To Apple Computer officials, it seemed a natural.
Hire Jenifer Graham, the California high-school student who got national media attention last year when she refused to dissect a frog in her biology class. Put her beside a computer with Apple’s “Operation Frog” program on the screen. And voila, a 30-second commercial on the value of computers in the schools.
“We wanted to show how the Apple II GS could stimulate learning in the classroom,” explained Barbara Krause, a company spokesman.
But what the computer firm did not anticipate was the passionate response Ms. Graham’s anti-dissection stance could stir. Last week, Ms. Krause confirmed that Apple had suspended indefinitely any plans for further airing of the commercial.
The advertisement was pulled, she said, after it became a point of conflict “between animal-rights groups and university-research advocates over the question of animal research.”

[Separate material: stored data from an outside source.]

impl<'a> Value<'a> {
    /// Returns true if this value is NULL.
    pub fn is_null(&self) -> bool {
        matches!(self, Value::Null)
    }

    /// Returns true for integer and float variants.
    pub fn is_numeric(&self) -> bool {
        self.numeric().is_some()
    }

    /// Returns the DataType tag for this value.
    ///
    /// NULL reports `Int8`, the engine's default column affinity for
    /// untyped NULL literals.
    pub fn data_type(&self) -> DataType {
        match self {
            Value::Null => DataType::Int8,
            Value::Bool(_) => DataType::Bool,
            Value::Int1(_) => DataType::Int1,
            Value::Int2(_) => DataType::Int2,
            Value::Int4(_) => DataType::Int4,
            Value::Int8(_) => DataType::Int8,
            Value::Int16(_) => DataType::Int16,
            Value::UInt1(_) => DataType::UInt1,
            Value::UInt2(_) => DataType::UInt2,
            Value::UInt4(_) => DataType::UInt4,
            Value::UInt8(_) => DataType::UInt8,
            Value::UInt16(_) => DataType::UInt16,
            Value::Float4(_) => DataType::Float4,
            Value::Float8(_) => DataType::Float8,
            Value::Text(_) => DataType::Text,
            Value::Blob(_) => DataType::Blob,
        }
    }

    fn numeric(&self) -> Option<Numeric> {
        match self {
            Value::Int1(v) => Some(Numeric::Signed(*v as i128)),
            Value::Int2(v) => Some(Numeric::Signed(*v as i128)),
            Value::Int4(v) => Some(Numeric::Signed(*v as i128)),
            Value::Int8(v) => Some(Numeric::Signed(*v as i128)),
            Value::Int16(v) => Some(Numeric::Signed(*v)),
            Value::UInt1(v) => Some(Numeric::Signed(*v as i128)),
            Value::UInt2(v) => Some(Numeric::Signed(*v as i128)),
            Value::UInt4(v) => Some(Numeric::Signed(*v as i128)),
            Value::UInt8(v) => Some(Numeric::Signed(*v as i128)),
            Value::UInt16(v) => {
                if *v <= i128::MAX as u128 {
                    Some(Numeric::Signed(*v as i128))
                } else {
                    Some(Numeric::Unsigned(*v))
                }
            }
            Value::Float4(v) => Some(Numeric::Float(*v as f64)),
            Value::Float8(v) => Some(Numeric::Float(*v)),
            _ => None,
        }
    }

    /// Sort-group rank for cross-type ordering: Bool < numbers < Text < Blob.
    fn type_rank(&self) -> u8 {
        match self {
            Value::Null => 0,
            Value::Bool(_) => 1,
            Value::Text(_) => 3,
            Value::Blob(_) => 4,
            _ => 2,
        }
    }

    /// Compares two values with SQL NULL semantics.
    ///
    /// Returns None if either value is NULL or a float side is NaN
    /// (SQL UNKNOWN). Numeric tags compare after promotion; everything
    /// else compares within its type group, with a stable cross-group
    /// order for mixed-type sorts.
    pub fn compare(&self, other: &Value) -> Option<Ordering> {
        if self.is_null() || other.is_null() {
            return None;
        }

        if let (Some(a), Some(b)) = (self.numeric(), other.numeric()) {
            return compare_numeric(a, b);
        }

        match (self, other) {
            (Value::Bool(a), Value::Bool(b)) => Some(a.cmp(b)),
            (Value::Text(a), Value::Text(b)) => Some(a.cmp(b)),
            (Value::Blob(a), Value::Blob(b)) => Some(a.cmp(b)),
            _ => Some(self.type_rank().cmp(&other.type_rank())),
        }
    }

    /// Compares two values for sorting, treating incomparable pairs as equal.
    pub fn compare_for_sort(&self, other: &Value) -> Ordering {
        self.compare(other).unwrap_or(Ordering::Equal)
    }

    /// Applies an arithmetic operator with SQL NULL propagation.
    ///
    /// Integer operands promote to the wider type; mixed signedness
    /// promotes to the signed type of twice the wider width, capped at
    /// 16 bytes. Integer overflow and division by zero are errors; float
    /// arithmetic follows IEEE semantics.
    pub fn arithmetic(&self, op: ArithmeticOp, other: &Value) -> Result<Value<'static>> {
        if self.is_null() || other.is_null() {
            return Ok(Value::Null);
        }
        let (Some(a), Some(b)) = (self.numeric(), other.numeric()) else {
            bail!(
                "cannot apply {:?} to {:?} and {:?}",
                op,
                self.data_type(),
                other.data_type()
            );
        };

        match (a, b) {
            (Numeric::Float(_), _) | (_, Numeric::Float(_)) => {
                let fa = numeric_to_f64(a);
                let fb = numeric_to_f64(b);
                let r = float_arith(fa, fb, op);
                // Both-single-precision inputs stay single precision.
                if matches!((self, other), (Value::Float4(_), Value::Float4(_))) {
                    Ok(Value::Float4(r as f32))
                } else {
                    Ok(Value::Float8(r))
                }
            }
            _ => integer_arith(self, other, a, b, op),
        }
    }

    /// Attempts conversion to the requested data type.
    ///
    /// Widenings always succeed; narrowings succeed only when the value is
    /// representable in the target type without loss. NULL converts to NULL
    /// for every target.
    pub fn coerce_to(&self, target: DataType) -> Result<Value<'a>> {
        if self.is_null() {
            return Ok(Value::Null);
        }
        match self {
            Value::Bool(b) => match target {
                DataType::Bool => Ok(Value::Bool(*b)),
                _ => bail!("cannot convert Bool to {:?}", target),
            },
            Value::Text(s) => match target {
                DataType::Text => Ok(Value::Text(s.clone())),
                DataType::Blob => Ok(Value::Blob(match s {
                    Cow::Borrowed(s) => Cow::Borrowed(s.as_bytes()),
                    Cow::Owned(s) => Cow::Owned(s.as_bytes().to_vec()),
                })),
                _ => bail!("cannot convert Text to {:?}", target),
            },
            Value::Blob(b) => match target {
                DataType::Blob => Ok(Value::Blob(b.clone())),
                DataType::Text => match b {
                    Cow::Borrowed(b) => {
                        let s = std::str::from_utf8(b)
                            .map_err(|e| eyre::eyre!("cannot convert Blob to Text: {}", e))?;
                        Ok(Value::Text(Cow::Borrowed(s)))
                    }
                    Cow::Owned(b) => {
                        let s = std::str::from_utf8(b)
                            .map_err(|e| eyre::eyre!("cannot convert Blob to Text: {}", e))?;
                        Ok(Value::Text(Cow::Owned(s.to_string())))
                    }
                },
                _ => bail!("cannot convert Blob to {:?}", target),
            },
            _ => self.coerce_numeric(target),
        }
    }

    fn coerce_numeric(&self, target: DataType) -> Result<Value<'a>> {
        // Callers have filtered out null, bool, text and blob.
        let n = self.numeric().expect("numeric variant");
        match n {
            Numeric::Signed(v) => signed_to(v, self.data_type(), target),
            Numeric::Unsigned(v) => unsigned_to(v, self.data_type(), target),
            Numeric::Float(v) => float_to(v, self.data_type(), target),
        }
    }

    /// Formats the value as a display string.
    ///
    /// 128-bit integers render through the wide-integer codec; other
    /// integers use native formatting, which agrees with the codec in
    /// radix 10.
    pub fn display_string(&self) -> String {
        let mut scratch = [0u8; int128::MAX_ENCODED_LEN];
        match self {
            Value::Null => "NULL".to_string(),
            Value::Bool(b) => if *b { "true" } else { "false" }.to_string(),
            Value::Int1(v) => v.to_string(),
            Value::Int2(v) => v.to_string(),
            Value::Int4(v) => v.to_string(),
            Value::Int8(v) => v.to_string(),
            Value::Int16(v) => {
                // Radix 10 on a full-size scratch buffer cannot fail.
                int128::format_i128_into(*v, int128::Int128Format::default(), &mut scratch)
                    .expect("radix 10 format")
                    .to_string()
            }
            Value::UInt1(v) => v.to_string(),
            Value::UInt2(v) => v.to_string(),
            Value::UInt4(v) => v.to_string(),
            Value::UInt8(v) => v.to_string(),
            Value::UInt16(v) => {
                int128::format_u128_into(*v, int128::Int128Format::default(), &mut scratch)
                    .expect("radix 10 format")
                    .to_string()
            }
            Value::Float4(v) => v.to_string(),
            Value::Float8(v) => v.to_string(),
            Value::Text(s) => s.to_string(),
            Value::Blob(b) => {
                let hex: String = b.iter().map(|byte| format!("{:02x}", byte)).collect();
                format!("\\x{}", hex)
            }
        }
    }

    /// Clones this value to a fully-owned static lifetime.
    pub fn to_owned_static(&self) -> Value<'static> {
        match self {
            Value::Text(s) => Value::Text(Cow::Owned(s.to_string())),
            Value::Blob(b) => Value::Blob(Cow::Owned(b.to_vec())),
            other => other.clone_scalar(),
        }
    }

    /// Clones this value into an arena allocator with the arena's lifetime.
    pub fn clone_to_arena<'b>(&self, arena: &'b Bump) -> Value<'b> {
        match self {
            Value::Text(s) => Value::Text(Cow::Borrowed(arena.alloc_str(s))),
            Value::Blob(b) => Value::Blob(Cow::Borrowed(arena.alloc_slice_copy(b))),
            other => other.clone_scalar(),
        }
    }

    /// Copies a payload-free variant into any target lifetime.
    fn clone_scalar<'b>(&self) -> Value<'b> {
        match self {
            Value::Null => Value::Null,
            Value::Bool(v) => Value::Bool(*v),
            Value::Int1(v) => Value::Int1(*v),
            Value::Int2(v) => Value::Int2(*v),
            Value::Int4(v) => Value::Int4(*v),
            Value::Int8(v) => Value::Int8(*v),
            Value::Int16(v) => Value::Int16(*v),
            Value::UInt1(v) => Value::UInt1(*v),
            Value::UInt2(v) => Value::UInt2(*v),
            Value::UInt4(v) => Value::UInt4(*v),
            Value::UInt8(v) => Value::UInt8(*v),
            Value::UInt16(v) => Value::UInt16(*v),
            Value::Float4(v) => Value::Float4(*v),
            Value::Float8(v) => Value::Float8(*v),
            Value::Text(_) | Value::Blob(_) => unreachable!("payload variants handled by caller"),
        }
    }
}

Apple officials had decided to use Ms. Graham after reviewing the hundreds of supporting letters--many from teachers--she had received.
Now a senior at the Victor Valley Union High School, the student is introduced in the ad with the screen title “Frog Advocate.”

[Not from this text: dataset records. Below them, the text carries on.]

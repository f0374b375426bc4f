//! # Unified Type System for OpalDB
//!
//! This module provides the canonical type system shared by the key
//! encoding layer and the expression engine.
//!
//! ## Module Structure
//!
//! - `data_type`: canonical `DataType` enum and `NumericKeyType` category
//! - `value`: runtime `Value<'a>` with zero-copy payloads
//!
//! ## Key Types
//!
//! | Type | Purpose |
//! |------|---------|
//! | `DataType` | Storage-level type discriminant |
//! | `NumericKeyType` | Numeric category tag for index keys |
//! | `Value<'a>` | Runtime value (zero-copy from pages) |
//! | `ArithmeticOp` | Arithmetic operator selector for `Value` |
//!
//! ## Usage
//!
//! ```ignore
//! use opaldb::types::{DataType, Value};
//!
//! let val = Value::Int8(42);
//! assert_eq!(val.data_type(), DataType::Int8);
//! assert!(val.compare(&Value::Null).is_none());
//! ```

mod data_type;
mod value;

pub use data_type::{DataType, NumericKeyType};
pub use value::{ArithmeticOp, Value};
//! # Data Type System
//!
//! This module provides the canonical `DataType` enum for OpalDB, used across
//! column definitions, key encoding, and expression evaluation.
//!
//! ## Design Principles
//!
//! 1. **Single source of truth**: one `DataType` enum used everywhere
//! 2. **Storage-efficient**: `#[repr(u8)]` for single-byte discriminant
//! 3. **Metadata-free**: the fixed length of a `Char` column lives in the
//!    column definition, not in the enum
//!
//! ## Type Categories
//!
//! | Category | Types | Key Size |
//! |----------|-------|----------|
//! | **Boolean** | Bool | 1 byte |
//! | **Signed integer** | Int1, Int2, Int4, Int8, Int16 | 1-16 bytes |
//! | **Unsigned integer** | UInt1, UInt2, UInt4, UInt8, UInt16 | 1-16 bytes |
//! | **Float** | Float4, Float8 | 4, 8 bytes |
//! | **Fixed string** | Char | per column |
//! | **Variable** | Text, Blob | variable |
//!
//! ## Discriminant Values
//!
//! Discriminants are grouped by category:
//! - 0: Bool
//! - 1-5: signed integers by width
//! - 11-15: unsigned integers by width
//! - 20-21: floats
//! - 30-32: string/binary types
//!
//! ## Numeric Key Category
//!
//! Every data type maps to a [`NumericKeyType`], the category tag the index
//! layer uses to select comparison semantics without inspecting the full
//! `DataType`.

/// Canonical data type enum for all OpalDB columns.
///
/// Uses `#[repr(u8)]` for efficient single-byte storage encoding. Integer
/// type names carry their width in bytes (`Int8` is the 8-byte signed
/// integer).
#[repr(u8)]
#[derive(Debug, Clone, Copy, PartialEq, Eq, Hash)]
pub enum DataType {
    Bool = 0,

    Int1 = 1,
    Int2 = 2,
    Int4 = 3,
    Int8 = 4,
    Int16 = 5,

    UInt1 = 11,
    UInt2 = 12,
    UInt4 = 13,
    UInt8 = 14,
    UInt16 = 15,

    Float4 = 20,
    Float8 = 21,

    Char = 30,
    Text = 31,
    Blob = 32,
}

/// Numeric category of an encoded index key.
///
/// Assigned once per key-traits implementation; the storage layer uses it
/// to classify keys without consulting the column catalog.
#[derive(Debug, Clone, Copy, PartialEq, Eq, Hash)]
pub enum NumericKeyType {
    SignedInt,
    UnsignedInt,
    Float,
    ByteString,
}

impl DataType {
    /// Returns the fixed encoded size in bytes, or None for variable-length
    /// and per-column-sized types.
    pub fn fixed_size(&self) -> Option<usize> {
        match self {
            DataType::Bool | DataType::Int1 | DataType::UInt1 => Some(1),
            DataType::Int2 | DataType::UInt2 => Some(2),
            DataType::Int4 | DataType::UInt4 | DataType::Float4 => Some(4),
            DataType::Int8 | DataType::UInt8 | DataType::Float8 => Some(8),
            DataType::Int16 | DataType::UInt16 => Some(16),
            DataType::Char | DataType::Text | DataType::Blob => None,
        }
    }

    /// Returns true if values of this type have no fixed engine-wide size.
    pub fn is_variable(&self) -> bool {
        matches!(self, DataType::Text | DataType::Blob)
    }

    /// Returns true for integer and floating point types.
    pub fn is_numeric(&self) -> bool {
        !matches!(
            self,
            DataType::Bool | DataType::Char | DataType::Text | DataType::Blob
        )
    }

    /// Returns true for the signed integer types.
    pub fn is_signed_integer(&self) -> bool {
        matches!(
            self,
            DataType::Int1 | DataType::Int2 | DataType::Int4 | DataType::Int8 | DataType::Int16
        )
    }

    /// Returns true for the unsigned integer types.
    pub fn is_unsigned_integer(&self) -> bool {
        matches!(
            self,
            DataType::UInt1
                | DataType::UInt2
                | DataType::UInt4
                | DataType::UInt8
                | DataType::UInt16
        )
    }

    /// Returns the numeric key category for this type.
    pub fn numeric_key_type(&self) -> NumericKeyType {
        match self {
            DataType::Int1 | DataType::Int2 | DataType::Int4 | DataType::Int8 | DataType::Int16 => {
                NumericKeyType::SignedInt
            }
            DataType::Bool
            | DataType::UInt1
            | DataType::UInt2
            | DataType::UInt4
            | DataType::UInt8
            | DataType::UInt16 => NumericKeyType::UnsignedInt,
            DataType::Float4 | DataType::Float8 => NumericKeyType::Float,
            DataType::Char | DataType::Text | DataType::Blob => NumericKeyType::ByteString,
        }
    }
}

“I didn’t want to hurt a living thing,” she says on camera. “I said I would be happy to do it on an Apple computer. That way, I can learn and the frog lives.”

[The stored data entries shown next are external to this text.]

//! # Expression Tree
//!
//! The expression node hierarchy consumed by the query executor. The
//! parser builds a tree once; the executor evaluates it once per row,
//! clones it when a plan is duplicated for parallel scan workers, and
//! drops it with the plan.
//!
//! ## Design
//!
//! A closed set of variants dispatched by `match`, not an open trait
//! hierarchy: adding an operator kind extends one enum and the compiler
//! points at every match that needs a new arm.
//!
//! Children are held in `Box<Expression>` with exclusive ownership, so
//! the derived `Clone` is automatically the deep copy the executor needs:
//! no subtree is ever shared between a tree and its clone.
//!
//! ## Text Rendering
//!
//! `expression_text` (also the `Display` impl) reconstructs a textual
//! form for diagnostics and plan display. Compound operands are
//! parenthesized; the output is not guaranteed to round-trip through the
//! parser since the original formatting is not retained.

use crate::types::Value;
use std::fmt;

/// Unary operator kind.
#[derive(Debug, Clone, Copy, PartialEq, Eq)]
pub enum UnaryOp {
    /// Numeric identity (`+x`).
    Plus,
    /// Numeric negation (`-x`).
    Minus,
    /// Three-valued logical NOT.
    Not,
}

/// Arithmetic and comparison operator kind.
#[derive(Debug, Clone, Copy, PartialEq, Eq)]
pub enum BinaryOp {
    Add,
    Subtract,
    Multiply,
    Divide,
    Modulo,
    Eq,
    NotEq,
    Lt,
    LtEq,
    Gt,
    GtEq,
}

/// Logical connective kind.
#[derive(Debug, Clone, Copy, PartialEq, Eq)]
pub enum LogicalOp {
    And,
    Or,
}

impl BinaryOp {
    /// Returns true for the comparison operators.
    pub fn is_comparison(&self) -> bool {
        matches!(
            self,
            BinaryOp::Eq
                | BinaryOp::NotEq
                | BinaryOp::Lt
                | BinaryOp::LtEq
                | BinaryOp::Gt
                | BinaryOp::GtEq
        )
    }

    fn symbol(&self) -> &'static str {
        match self {
            BinaryOp::Add => "+",
            BinaryOp::Subtract => "-",
            BinaryOp::Multiply => "*",
            BinaryOp::Divide => "/",
            BinaryOp::Modulo => "%",
            BinaryOp::Eq => "=",
            BinaryOp::NotEq => "<>",
            BinaryOp::Lt => "<",
            BinaryOp::LtEq => "<=",
            BinaryOp::Gt => ">",
            BinaryOp::GtEq => ">=",
        }
    }
}

impl LogicalOp {
    fn symbol(&self) -> &'static str {
        match self {
            LogicalOp::And => "AND",
            LogicalOp::Or => "OR",
        }
    }
}

/// Reference to a column of the current row set.
///
/// Indexes are resolved by the parser; `name` is the qualified column
/// name retained for diagnostics and plan display.
#[derive(Debug, Clone, PartialEq, Eq)]
pub struct ColumnRef {
    pub table: usize,
    pub column: usize,
    pub name: String,
}

/// A node of the expression tree.
///
/// Nodes are stateless between evaluations: `evaluate` never mutates the
/// tree or retains the row context, so a tree is `Send + Sync` and may be
/// evaluated concurrently by workers holding their own contexts.
#[derive(Debug, Clone, PartialEq)]
pub enum Expression {
    /// Literal value.
    Constant(Value<'static>),
    /// Column of the current row.
    Column(ColumnRef),
    /// Unary operator over one operand.
    Unary {
        op: UnaryOp,
        operand: Box<Expression>,
    },
    /// Arithmetic or comparison operator over two operands.
    Binary {
        left: Box<Expression>,
        op: BinaryOp,
        right: Box<Expression>,
    },
    /// Logical connective over two boolean operands.
    Logical {
        left: Box<Expression>,
        op: LogicalOp,
        right: Box<Expression>,
    },
}

impl Expression {
    /// Creates a constant node from a literal.
    pub fn constant(value: impl Into<Value<'static>>) -> Self {
        Expression::Constant(value.into())
    }

    /// Creates the NULL literal node.
    pub fn null() -> Self {
        Expression::Constant(Value::Null)
    }

    /// Creates a column reference node.
    pub fn column(table: usize, column: usize, name: impl Into<String>) -> Self {
        Expression::Column(ColumnRef {
            table,
            column,
            name: name.into(),
        })
    }

    /// Creates a unary operator node owning its operand.
    pub fn unary(op: UnaryOp, operand: Expression) -> Self {
        Expression::Unary {
            op,
            operand: Box::new(operand),
        }
    }

    /// Creates an arithmetic or comparison node owning both operands.
    pub fn binary(left: Expression, op: BinaryOp, right: Expression) -> Self {
        Expression::Binary {
            left: Box::new(left),
            op,
            right: Box::new(right),
        }
    }

    /// Creates a logical connective node owning both operands.
    pub fn logical(left: Expression, op: LogicalOp, right: Expression) -> Self {
        Expression::Logical {
            left: Box::new(left),
            op,
            right: Box::new(right),
        }
    }

    /// Returns true for leaf nodes (constants and column references).
    pub fn is_leaf(&self) -> bool {
        matches!(self, Expression::Constant(_) | Expression::Column(_))
    }

    /// Reconstructs a textual form of the expression for diagnostics.
    pub fn expression_text(&self) -> String {
        match self {
            Expression::Constant(v) => constant_text(v),
            Expression::Column(c) => c.name.clone(),
            Expression::Unary { op, operand } => {
                let inner = operand.operand_text();
                match op {
                    UnaryOp::Plus => format!("+{}", inner),
                    UnaryOp::Minus => format!("-{}", inner),
                    UnaryOp::Not => format!("NOT {}", inner),
                }
            }
            Expression::Binary { left, op, right } => format!(
                "{} {} {}",
                left.operand_text(),
                op.symbol(),
                right.operand_text()
            ),
            Expression::Logical { left, op, right } => format!(
                "{} {} {}",
                left.operand_text(),
                op.symbol(),
                right.operand_text()
            ),
        }
    }

    /// Text of a node in operand position: compound nodes get parentheses.
    fn operand_text(&self) -> String {
        if self.is_leaf() {
            self.expression_text()
        } else {
            format!("({})", self.expression_text())
        }
    }
}

fn constant_text(value: &Value<'static>) -> String {
    match value {
        // Single quotes doubled, SQL string literal style.
        Value::Text(s) => format!("'{}'", s.replace('\'', "''")),
        other => other.display_string(),
    }
}

impl fmt::Display for Expression {
    fn fmt(&self, f: &mut fmt::Formatter<'_>) -> fmt::Result {
        f.write_str(&self.expression_text())
    }
}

“But that got me into a lot of trouble, and I got a lower grade,” she explains, stroking a live frog on the neck. “So this year, I’m using my Apple II to study something entirely new--constitutional law.”
The legal reference is to Ms. Graham’s lawsuit, now pending in federal district court in Los Angeles, which charges that officials at her high school acted unconstitutionally in denying her an alternative to dissection. The suit seeks to restore her original grade in the course, which was lowered from an A to a B.